THE INPUT:
//! `ChunkSection` (§4.3, component C): one 16×16×16 voxel cube, palette +
//! bit-packed indices + optional light nibble arrays.

use crate::bitpack;
use crate::block::{Block, BlockState};
use crate::error::Error;
use crate::nbt::{compound_to_string_map, Compound, CompoundExt, List, Tag};

pub const SECTION_VOLUME: usize = 16 * 16 * 16;

/// `blocks[x + z*16 + y*256]`.
pub fn block_index(x: i32, y: i32, z: i32) -> usize {
    (x + z * 16 + y * 256) as usize
}

pub struct ChunkSection {
    pub y_index: i8,
    pub blocks: Box<[Block; SECTION_VOLUME]>,
    pub raw_nbt: Compound,
    pub dirty: bool,
}

impl ChunkSection {
    /// A freshly-created section for a Y layer that did not previously
    /// exist: 4096 dirty air blocks and an empty COMPOUND (§4.4
    /// `get_section`).
    pub fn new_empty(y_index: i8) -> Self {
        ChunkSection {
            y_index,
            blocks: Box::new(std::array::from_fn(|_| Block::air())),
            raw_nbt: Compound::new(),
            dirty: true,
        }
    }

    /// Loads a section from its NBT COMPOUND (§4.3 "Load").
    pub fn from_nbt(nbt: Compound) -> Result<Self, Error> {
        let y_index = nbt.get_byte("Y").unwrap_or(0);

        let Some(block_states) = nbt.get_long_array("BlockStates") else {
            return Ok(ChunkSection {
                y_index,
                blocks: Box::new(std::array::from_fn(|_| Block::air())),
                raw_nbt: nbt,
                dirty: false,
            });
        };

        let width = (block_states.len() as u64 * 64 / SECTION_VOLUME as u64) as u32;
        let indices = bitpack::unpack(block_states, width, SECTION_VOLUME)?;

        let palette = load_palette(&nbt)?;
        let block_light = nbt.get_byte_array("BlockLight");
        let sky_light = nbt.get_byte_array("SkyLight");

        let mut blocks: Box<[Block; SECTION_VOLUME]> =
            Box::new(std::array::from_fn(|_| Block::air()));
        for (i, block) in blocks.iter_mut().enumerate() {
            let idx = indices[i] as usize;
            let state = palette
                .get(idx)
                .cloned()
                .unwrap_or_else(BlockState::air);
            block.state = state;
            block.block_light = nibble(block_light, i);
            block.sky_light = nibble(sky_light, i);
            block.dirty = false;
        }

        Ok(ChunkSection {
            y_index,
            blocks,
            raw_nbt: nbt,
            dirty: false,
        })
    }

    pub fn is_dirty(&self) -> bool {
        self.dirty
    }

    pub fn get(&self, x: i32, y: i32, z: i32) -> &Block {
        &self.blocks[block_index(x, y, z)]
    }

    /// Replaces the state at a local position and marks this section (and
    /// through the caller, its chunk and region) dirty.
    pub fn set_state(&mut self, x: i32, y: i32, z: i32, state: BlockState) {
        self.blocks[block_index(x, y, z)].set_state(state);
        self.dirty = true;
    }

    /// Serializes this section back to NBT (§4.3 "Save"). Rebuilds the
    /// palette and packed indices only if dirty; otherwise returns `raw_nbt`
    /// unchanged except for synthesising missing light arrays.
    pub fn serialize(&self) -> Compound {
        if !self.dirty {
            let mut nbt = self.raw_nbt.clone();
            synthesize_missing_light(&mut nbt);
            return nbt;
        }

        let mut palette: Vec<BlockState> = vec![BlockState::air()];
        for block in self.blocks.iter() {
            if !palette.contains(&block.state) {
                palette.push(block.state.clone());
            }
        }
        palette.sort_by(|a, b| a.name.cmp(&b.name));

        let indices: Vec<u32> = self
            .blocks
            .iter()
            .map(|b| palette.iter().position(|s| *s == b.state).unwrap() as u32)
            .collect();

        let width = bitpack::width_for_palette_len(palette.len());
        let packed = bitpack::pack(&indices, width).expect("palette indices fit width by construction");

        let mut nbt = self.raw_nbt.clone();
        nbt.insert("Y".into(), Tag::Byte(self.y_index));
        nbt.insert("Palette".into(), Tag::List(palette_to_list(&palette)));
        nbt.insert("BlockStates".into(), Tag::LongArray(packed));
        synthesize_missing_light(&mut nbt);
        nbt
    }
}

/// `BlockLight`/`SkyLight` byte `i` holds samples for voxels `2i` (low
/// nibble) and `2i+1` (high nibble).
fn nibble(array: Option<&[i8]>, voxel_index: usize) -> u8 {
    let Some(array) = array else { return 0 };
    let byte = array.get(voxel_index / 2).copied().unwrap_or(0) as u8;
    if voxel_index % 2 == 0 {
        byte & 0x0F
    } else {
        (byte >> 4) & 0x0F
    }
}

fn synthesize_missing_light(nbt: &mut Compound) {
    for key in ["BlockLight", "SkyLight"] {
        if !nbt.contains_key(key) {
            nbt.insert(key.into(), Tag::ByteArray(vec![-1i8; 2048]));
        }
    }
}

fn load_palette(nbt: &Compound) -> Result<Vec<BlockState>, Error> {
    let Some(list) = nbt.get_list("Palette") else {
        return Ok(vec![BlockState::air()]);
    };
    list.items
        .iter()
        .map(|tag| {
            let entry = tag.as_compound().ok_or(Error::UnknownTagType(tag.type_id()))?;
            let name = entry.get_str("Name").unwrap_or("minecraft:air").to_string();
            let props = entry
                .get_compound("Properties")
                .map(compound_to_string_map)
                .unwrap_or_default();
            Ok(BlockState::with_props(name, props))
        })
        .collect()
}

fn palette_to_list(palette: &[BlockState]) -> List {
    let items = palette
        .iter()
        .map(|state| {
            let mut entry = Compound::new();
            entry.insert("Name".into(), Tag::String(state.name.clone()));
            if !state.props.is_empty() {
                let mut props = Compound::new();
                for (k, v) in &state.props {
                    props.insert(k.clone(), Tag::String(v.clone()));
                }
                entry.insert("Properties".into(), Tag::Compound(props));
            }
            Tag::Compound(entry)
        })
        .collect();
    List::of(items)
}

WHAT NEEDS TO BE DONE:
Find the count of lines in the data above where the string "position" occurs. Provide that number alone.

WRITTEN RESPONSE:
2